[ACTION ITEM] Print word for word the first line of the records below and every following line through the one containing "pub const STAGE_USER: &str"; print nothing else.

Stored data entries:
»»

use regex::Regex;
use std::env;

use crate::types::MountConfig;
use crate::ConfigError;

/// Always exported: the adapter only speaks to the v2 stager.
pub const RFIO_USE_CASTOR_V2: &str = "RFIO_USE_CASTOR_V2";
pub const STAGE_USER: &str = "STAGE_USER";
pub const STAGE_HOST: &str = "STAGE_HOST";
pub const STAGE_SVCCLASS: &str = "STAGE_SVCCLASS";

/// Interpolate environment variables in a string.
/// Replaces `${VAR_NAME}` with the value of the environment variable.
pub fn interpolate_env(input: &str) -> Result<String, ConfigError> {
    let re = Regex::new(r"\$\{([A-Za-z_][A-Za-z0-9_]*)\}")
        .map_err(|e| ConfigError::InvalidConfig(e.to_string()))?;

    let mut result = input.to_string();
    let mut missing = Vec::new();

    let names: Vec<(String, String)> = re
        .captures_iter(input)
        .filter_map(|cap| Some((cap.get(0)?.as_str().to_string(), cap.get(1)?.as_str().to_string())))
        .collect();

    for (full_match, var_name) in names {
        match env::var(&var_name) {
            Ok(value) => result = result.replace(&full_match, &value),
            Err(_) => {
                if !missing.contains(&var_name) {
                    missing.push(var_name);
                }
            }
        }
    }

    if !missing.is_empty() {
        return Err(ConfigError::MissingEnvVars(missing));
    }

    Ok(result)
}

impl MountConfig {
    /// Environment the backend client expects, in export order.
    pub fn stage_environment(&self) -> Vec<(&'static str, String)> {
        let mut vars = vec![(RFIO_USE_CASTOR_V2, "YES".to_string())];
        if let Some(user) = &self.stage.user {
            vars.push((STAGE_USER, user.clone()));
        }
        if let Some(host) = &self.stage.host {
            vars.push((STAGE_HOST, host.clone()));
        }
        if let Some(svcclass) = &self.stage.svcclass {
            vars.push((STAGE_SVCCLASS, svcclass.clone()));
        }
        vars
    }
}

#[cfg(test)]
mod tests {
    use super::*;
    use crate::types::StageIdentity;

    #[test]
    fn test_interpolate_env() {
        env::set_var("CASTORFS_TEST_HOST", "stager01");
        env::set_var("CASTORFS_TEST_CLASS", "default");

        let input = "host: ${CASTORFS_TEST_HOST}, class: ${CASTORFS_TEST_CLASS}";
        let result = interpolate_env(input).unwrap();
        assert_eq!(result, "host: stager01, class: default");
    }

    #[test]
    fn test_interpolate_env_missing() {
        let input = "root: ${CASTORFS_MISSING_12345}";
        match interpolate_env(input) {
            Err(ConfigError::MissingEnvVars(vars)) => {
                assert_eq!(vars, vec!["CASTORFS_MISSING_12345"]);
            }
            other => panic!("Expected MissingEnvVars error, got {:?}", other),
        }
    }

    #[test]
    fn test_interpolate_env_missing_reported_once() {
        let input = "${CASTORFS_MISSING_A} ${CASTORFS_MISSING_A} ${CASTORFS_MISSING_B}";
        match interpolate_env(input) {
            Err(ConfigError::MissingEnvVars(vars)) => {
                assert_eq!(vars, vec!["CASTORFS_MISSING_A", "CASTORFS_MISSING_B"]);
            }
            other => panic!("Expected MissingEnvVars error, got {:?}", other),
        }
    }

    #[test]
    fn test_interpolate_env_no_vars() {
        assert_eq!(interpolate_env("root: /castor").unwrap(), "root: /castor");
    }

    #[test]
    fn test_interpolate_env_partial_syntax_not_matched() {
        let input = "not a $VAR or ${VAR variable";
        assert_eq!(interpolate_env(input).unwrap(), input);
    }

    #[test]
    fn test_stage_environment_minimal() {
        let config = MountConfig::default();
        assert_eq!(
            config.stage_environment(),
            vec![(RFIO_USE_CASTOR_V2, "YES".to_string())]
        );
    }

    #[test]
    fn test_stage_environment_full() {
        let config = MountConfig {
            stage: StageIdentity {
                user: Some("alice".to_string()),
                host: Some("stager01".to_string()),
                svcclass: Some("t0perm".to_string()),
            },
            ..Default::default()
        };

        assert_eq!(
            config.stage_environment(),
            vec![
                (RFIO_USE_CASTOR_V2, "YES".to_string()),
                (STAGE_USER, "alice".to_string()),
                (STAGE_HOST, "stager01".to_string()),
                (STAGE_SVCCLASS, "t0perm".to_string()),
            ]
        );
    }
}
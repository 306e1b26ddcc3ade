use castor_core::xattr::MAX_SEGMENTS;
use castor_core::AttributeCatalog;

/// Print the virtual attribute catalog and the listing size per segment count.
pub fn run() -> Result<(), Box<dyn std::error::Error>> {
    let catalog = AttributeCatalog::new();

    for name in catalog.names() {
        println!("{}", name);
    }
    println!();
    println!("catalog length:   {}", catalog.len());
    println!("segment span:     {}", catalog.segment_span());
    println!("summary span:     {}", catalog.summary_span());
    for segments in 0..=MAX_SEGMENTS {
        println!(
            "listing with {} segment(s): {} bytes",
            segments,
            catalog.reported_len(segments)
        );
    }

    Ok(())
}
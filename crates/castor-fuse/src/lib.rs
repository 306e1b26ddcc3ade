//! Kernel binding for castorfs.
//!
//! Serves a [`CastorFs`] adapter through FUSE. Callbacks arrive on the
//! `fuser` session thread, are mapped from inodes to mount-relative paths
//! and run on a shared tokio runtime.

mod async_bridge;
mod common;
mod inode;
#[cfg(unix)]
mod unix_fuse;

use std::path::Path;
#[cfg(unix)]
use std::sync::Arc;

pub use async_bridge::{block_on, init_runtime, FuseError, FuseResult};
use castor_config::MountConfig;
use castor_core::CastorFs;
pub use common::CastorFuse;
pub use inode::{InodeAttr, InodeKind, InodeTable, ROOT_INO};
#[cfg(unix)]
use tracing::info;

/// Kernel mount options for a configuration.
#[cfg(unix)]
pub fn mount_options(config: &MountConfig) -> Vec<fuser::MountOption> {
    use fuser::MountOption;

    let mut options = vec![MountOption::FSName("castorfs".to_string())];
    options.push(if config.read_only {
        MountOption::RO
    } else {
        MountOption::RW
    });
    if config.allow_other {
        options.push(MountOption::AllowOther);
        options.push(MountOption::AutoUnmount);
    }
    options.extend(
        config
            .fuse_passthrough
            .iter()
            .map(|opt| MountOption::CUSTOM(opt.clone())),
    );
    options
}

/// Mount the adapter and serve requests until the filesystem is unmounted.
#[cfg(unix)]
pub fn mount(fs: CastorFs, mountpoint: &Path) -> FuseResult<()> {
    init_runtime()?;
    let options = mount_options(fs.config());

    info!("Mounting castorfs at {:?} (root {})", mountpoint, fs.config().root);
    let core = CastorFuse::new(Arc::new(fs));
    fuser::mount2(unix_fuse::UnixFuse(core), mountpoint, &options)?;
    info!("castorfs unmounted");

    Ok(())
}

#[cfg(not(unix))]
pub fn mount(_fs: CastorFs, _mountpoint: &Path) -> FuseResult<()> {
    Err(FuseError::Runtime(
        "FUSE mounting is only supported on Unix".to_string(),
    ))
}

««

[TASK RESPONSE]
use regex::Regex;
use std::env;

use crate::types::MountConfig;
use crate::ConfigError;

/// Always exported: the adapter only speaks to the v2 stager.
pub const RFIO_USE_CASTOR_V2: &str = "RFIO_USE_CASTOR_V2";
pub const STAGE_USER: &str = "STAGE_USER";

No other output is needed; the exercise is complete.